Fluoride Emission Rate Analysis in Proton Exchange Membrane Water Electrolysis Cells

Degradation analysis of proton exchange membrane (PEM) water electrolyzers is crucial for evaluating their long-term durability and performance in realistic operation scenarios1. This study investigates the fluoride emission rate (FER) as a key parameter during various accelerated stress tests (ASTs). The objective is to assess the effects of different stressors on PEM electrolyzers, providing insights into their degradation mechanisms and potential mitigation strategies.

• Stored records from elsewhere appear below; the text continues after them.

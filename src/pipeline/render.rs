//! Page rasterisation behind the narrow [`PageRenderer`] seam.
//!
//! The pipeline only ever hands a renderer raw document bytes, and every call
//! builds its own pdfium instance and document handle inside the calling
//! blocking thread. [`PdfiumRenderer`] itself only stores where the library
//! lives, so no pdfium state ever crosses a worker boundary.
//!
//! With pdfium-render's `thread_safe` feature, pdfium access is serialised
//! behind one process-wide lock, so rasterisation itself runs one page at a
//! time. The pool still overlaps reading the source, converting pixels and
//! PNG encoding.
//!
//! [`PdfiumRenderer`] is the production implementation. Tests swap in a fake
//! renderer so the orchestration can be exercised without the native library.

use crate::error::{PdfWatchError, RenderError};
use image::DynamicImage;
use pdfium_render::prelude::*;
use std::path::{Path, PathBuf};
use tracing::debug;

/// Rasterises documents supplied as raw bytes.
pub trait PageRenderer: Send + Sync {
    /// Open `bytes` just long enough to count its pages.
    fn page_count(&self, bytes: &[u8]) -> Result<usize, RenderError>;

    /// Render page `page_index` (0-based) at `scale` × its native size.
    fn render(
        &self,
        bytes: &[u8],
        page_index: usize,
        scale: f32,
    ) -> Result<DynamicImage, RenderError>;
}

/// Where the pdfium shared library is loaded from.
#[derive(Debug, Clone, PartialEq, Eq)]
pub enum PdfiumLibrary {
    /// An explicit library file.
    Path(PathBuf),
    /// The platform library name in the working directory.
    Local,
    /// The system library search path.
    System,
}

impl PdfiumLibrary {
    fn bind(&self) -> Result<Pdfium, PdfiumError> {
        let bindings = match self {
            PdfiumLibrary::Path(path) => Pdfium::bind_to_library(path)?,
            PdfiumLibrary::Local => {
                Pdfium::bind_to_library(Pdfium::pdfium_platform_library_name_at_path("./"))?
            }
            PdfiumLibrary::System => Pdfium::bind_to_system_library()?,
        };
        Ok(Pdfium::new(bindings))
    }
}

/// pdfium-backed renderer.
#[derive(Debug, Clone)]
pub struct PdfiumRenderer {
    library: PdfiumLibrary,
    password: Option<String>,
}

impl PdfiumRenderer {
    /// Locate a pdfium library and check that it binds.
    ///
    /// With `lib_path` set, that exact library file is used. Otherwise a
    /// library in the working directory is tried first, then the system one.
    /// The trial instance is dropped immediately; each render call binds its own.
    pub fn bind(lib_path: Option<&Path>, password: Option<String>) -> Result<Self, PdfWatchError> {
        let candidates = match lib_path {
            Some(path) => vec![PdfiumLibrary::Path(path.to_path_buf())],
            None => vec![PdfiumLibrary::Local, PdfiumLibrary::System],
        };

        let mut last_error = String::from("no pdfium library candidates");
        for library in candidates {
            match library.bind() {
                Ok(_) => {
                    debug!("pdfium bound from {:?}", library);
                    return Ok(Self { library, password });
                }
                Err(e) => last_error = format!("{e:?}"),
            }
        }
        Err(PdfWatchError::PdfiumBindingFailed(last_error))
    }

    /// Library this renderer binds on every call.
    pub fn library(&self) -> &PdfiumLibrary {
        &self.library
    }

    fn pdfium(&self) -> Result<Pdfium, RenderError> {
        self.library
            .bind()
            .map_err(|e| RenderError::Open(format!("pdfium bind failed: {e:?}")))
    }
}

fn open<'a>(
    pdfium: &'a Pdfium,
    bytes: &'a [u8],
    password: Option<&str>,
) -> Result<PdfDocument<'a>, RenderError> {
    pdfium
        .load_pdf_from_byte_slice(bytes, password)
        .map_err(|e| RenderError::Open(format!("{e:?}")))
}

impl PageRenderer for PdfiumRenderer {
    fn page_count(&self, bytes: &[u8]) -> Result<usize, RenderError> {
        // Document and pdfium instance are dropped on every path out.
        let pdfium = self.pdfium()?;
        let document = open(&pdfium, bytes, self.password.as_deref())?;
        Ok(document.pages().len() as usize)
    }

    fn render(
        &self,
        bytes: &[u8],
        page_index: usize,
        scale: f32,
    ) -> Result<DynamicImage, RenderError> {
        let pdfium = self.pdfium()?;
        let document = open(&pdfium, bytes, self.password.as_deref())?;
        let pages = document.pages();

        let index = PdfPageIndex::try_from(page_index)
            .map_err(|_| RenderError::Page(format!("page index {page_index} out of range")))?;
        let page = pages
            .get(index)
            .map_err(|e| RenderError::Page(format!("{e:?}")))?;

        let render_config = PdfRenderConfig::new().scale_page_by_factor(scale);
        let bitmap = page
            .render_with_config(&render_config)
            .map_err(|e| RenderError::Page(format!("{e:?}")))?;

        // Alpha carries nothing for a rendered page; keep the PNGs RGB.
        let image = DynamicImage::ImageRgb8(bitmap.as_image().into_rgb8());
        debug!(
            "Rendered page {} → {}x{} px",
            page_index + 1,
            image.width(),
            image.height()
        );

        Ok(image)
    }
}
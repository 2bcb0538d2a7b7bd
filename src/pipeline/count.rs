//! Page counting: read the document once, open it, report its length.
//!
//! The bytes are read asynchronously; parsing happens in `spawn_blocking`
//! because the renderer is CPU-bound native code. The document handle lives
//! only inside the renderer call, so it is released whether parsing succeeds
//! or not.

use crate::error::{JobError, RenderError};
use crate::pipeline::render::PageRenderer;
use std::path::Path;
use std::sync::Arc;
use tracing::debug;

/// Count the pages of the document at `path`.
///
/// # Errors
/// * [`JobError::DocumentRead`]: the file could not be read.
/// * [`JobError::DocumentOpen`]: the bytes are not a valid document.
pub async fn count_pages(
    path: &Path,
    renderer: &Arc<dyn PageRenderer>,
) -> Result<usize, JobError> {
    let bytes = tokio::fs::read(path)
        .await
        .map_err(|source| JobError::DocumentRead {
            path: path.to_path_buf(),
            source,
        })?;
    debug!("Read {} bytes from {}", bytes.len(), path.display());

    let renderer = Arc::clone(renderer);
    let counted = tokio::task::spawn_blocking(move || renderer.page_count(&bytes))
        .await
        .map_err(|e| JobError::DocumentOpen {
            path: path.to_path_buf(),
            detail: format!("page count task panicked: {e}"),
        })?;

    counted.map_err(|e| JobError::DocumentOpen {
        path: path.to_path_buf(),
        detail: match e {
            RenderError::Open(d) | RenderError::Page(d) => d,
        },
    })
}
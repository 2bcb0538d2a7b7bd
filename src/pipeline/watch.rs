//! Directory watching by periodic snapshot.
//!
//! Every `poll_interval` the input directory is listed (non-recursively) and
//! compared with the previous listing. Paths that were not there before are
//! reported once as creation events. Paths that disappear are forgotten, so
//! a document dropped again under the same name is picked up again.
//!
//! A document can be archived and replaced by a new one of the same name
//! between two scans. The listing alone cannot tell the two apart, so the
//! consumer calls [`DirectoryWatcher::forget`] once a path has left the input
//! directory and the next scan reports the replacement as new.
//!
//! The watch loop only enqueues paths. It never waits on the pipeline, so
//! detections keep accumulating while a job is being rendered.

use crate::config::WatchConfig;
use crate::error::PdfWatchError;
use std::collections::HashSet;
use std::path::{Path, PathBuf};
use std::sync::{Arc, Mutex, MutexGuard};
use tokio::sync::mpsc;
use tokio::task::JoinHandle;
use tokio::time::MissedTickBehavior;
use tracing::{debug, info, warn};

/// Handle to the background watch loop.
pub struct DirectoryWatcher {
    handle: JoinHandle<()>,
    dir: PathBuf,
    seen: SeenPaths,
}

type SeenPaths = Arc<Mutex<HashSet<PathBuf>>>;

fn lock(seen: &SeenPaths) -> MutexGuard<'_, HashSet<PathBuf>> {
    match seen.lock() {
        Ok(guard) => guard,
        Err(poisoned) => poisoned.into_inner(),
    }
}

impl DirectoryWatcher {
    /// Start watching `config.input_dir`.
    ///
    /// Returns the watcher handle and the receiving end of the creation-event
    /// stream.
    ///
    /// # Errors
    /// [`PdfWatchError::WatchStartFailed`] if the directory cannot be listed.
    pub async fn start(
        config: &WatchConfig,
    ) -> Result<(Self, mpsc::UnboundedReceiver<PathBuf>), PdfWatchError> {
        let dir = config.input_dir.clone();
        let extension = config.extension.clone();

        let initial = scan_once(&dir, &extension)
            .await
            .map_err(|source| PdfWatchError::WatchStartFailed {
                path: dir.clone(),
                source,
            })?;

        let (tx, rx) = mpsc::unbounded_channel();
        let mut initial_seen: HashSet<PathBuf> = HashSet::new();
        for path in initial {
            if config.process_existing {
                info!("Found existing document: {}", path.display());
                let _ = tx.send(path.clone());
            }
            initial_seen.insert(path);
        }
        let seen: SeenPaths = Arc::new(Mutex::new(initial_seen));
        let loop_seen = Arc::clone(&seen);

        let mut ticker = tokio::time::interval(config.poll_interval);
        ticker.set_missed_tick_behavior(MissedTickBehavior::Skip);
        let loop_dir = dir.clone();

        let handle = tokio::spawn(async move {
            // The first tick completes immediately; the initial scan covered it.
            ticker.tick().await;
            loop {
                ticker.tick().await;
                let current = match scan_once(&loop_dir, &extension).await {
                    Ok(paths) => paths,
                    Err(e) => {
                        warn!("Failed to scan {}: {}", loop_dir.display(), e);
                        continue;
                    }
                };

                let fresh = new_paths(&mut lock(&loop_seen), current);
                for path in fresh {
                    info!("New document detected: {}", path.display());
                    if tx.send(path).is_err() {
                        debug!("Event receiver dropped; stopping watcher");
                        return;
                    }
                }
            }
        });

        Ok((Self { handle, dir, seen }, rx))
    }

    /// Directory being watched.
    pub fn dir(&self) -> &Path {
        &self.dir
    }

    /// Drop `path` from the last snapshot.
    ///
    /// Call once the document has been moved out of the input directory; a
    /// file later found under the same name is then reported again.
    pub fn forget(&self, path: &Path) {
        lock(&self.seen).remove(path);
    }

    /// Stop the watch loop. Events already queued stay in the receiver.
    pub async fn stop(self) {
        self.handle.abort();
        let _ = self.handle.await;
        info!("Stopped watching {}", self.dir.display());
    }
}

/// List the regular files in `dir` whose extension matches, sorted by path.
pub async fn scan_once(dir: &Path, extension: &str) -> std::io::Result<Vec<PathBuf>> {
    let mut entries = tokio::fs::read_dir(dir).await?;
    let mut found = Vec::new();
    while let Some(entry) = entries.next_entry().await? {
        let path = entry.path();
        if !has_watched_extension(&path, extension) {
            continue;
        }
        match tokio::fs::metadata(&path).await {
            Ok(meta) if meta.is_file() => found.push(path),
            _ => {}
        }
    }
    found.sort();
    Ok(found)
}

/// Case-insensitive extension match; `extension` has no leading dot.
pub fn has_watched_extension(path: &Path, extension: &str) -> bool {
    path.extension()
        .map(|e| e.to_string_lossy().eq_ignore_ascii_case(extension))
        .unwrap_or(false)
}

/// Paths in `current` not in `seen`; `seen` becomes `current`.
fn new_paths(seen: &mut HashSet<PathBuf>, current: Vec<PathBuf>) -> Vec<PathBuf> {
    let fresh: Vec<PathBuf> = current
        .iter()
        .filter(|p| !seen.contains(*p))
        .cloned()
        .collect();
    *seen = current.into_iter().collect();
    fresh
}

Results from three distinct degradation studies were collected: (1) Photovoltaic (PV)- electrolyzer direct coupling2, (2) Induced H2-crossover at high temperature3 and (3) Chloride (Cl−) contamination4. The FER was quantified under each test using a novel photometric detection method5. The results indicate a strong correlation between the applied stressors and the FER, with variations observed depending on the specific test conditions.
During PV-operation a loss of ionic conductivity due to periods of OCV hold resulted in a ~50 % higher FER (0.44 compared to 0.22 μg h−1 cm−2) at the cathode and a 66 % higher FER (0.18 to 0.06 μg h−1 cm−2) at the anode compared to a reference experiment2. A direct correlation between the FER and H2 crossover was identified in an induced H2 crossover AST performed at 80 °C and 60 °C. High-temperature operation led to a pronounced rise in FER (0.78 μg h−1 cm−2 at 80 °C compared to 0.27 μg h−1 cm−2 at 60 °C), suggesting increased degradation rates at elevated temperatures3. 10 ppm chloride in the electrolyzer feed exhibited intermittent variations in the FER: while the value at the cathode remained constant, the anode compartment experienced a notable 4-fold rise in FER compared to reference conditions (0.36 μg h−1 cm−2 for the reference test compared 1.44 μg h−1 cm−2 for the contamination experiment)4.These findings underscore the importance of considering the FER as a sensitive indicator of PEM electrolyzer degradation and provide valuable insights into the underlying stress-induced processes, revealing it as a critical parameter. Monitoring of the FER can therefore serve as an early warning system for assessing the health and longevity of PEM water electrolyzers in various operation scenarios.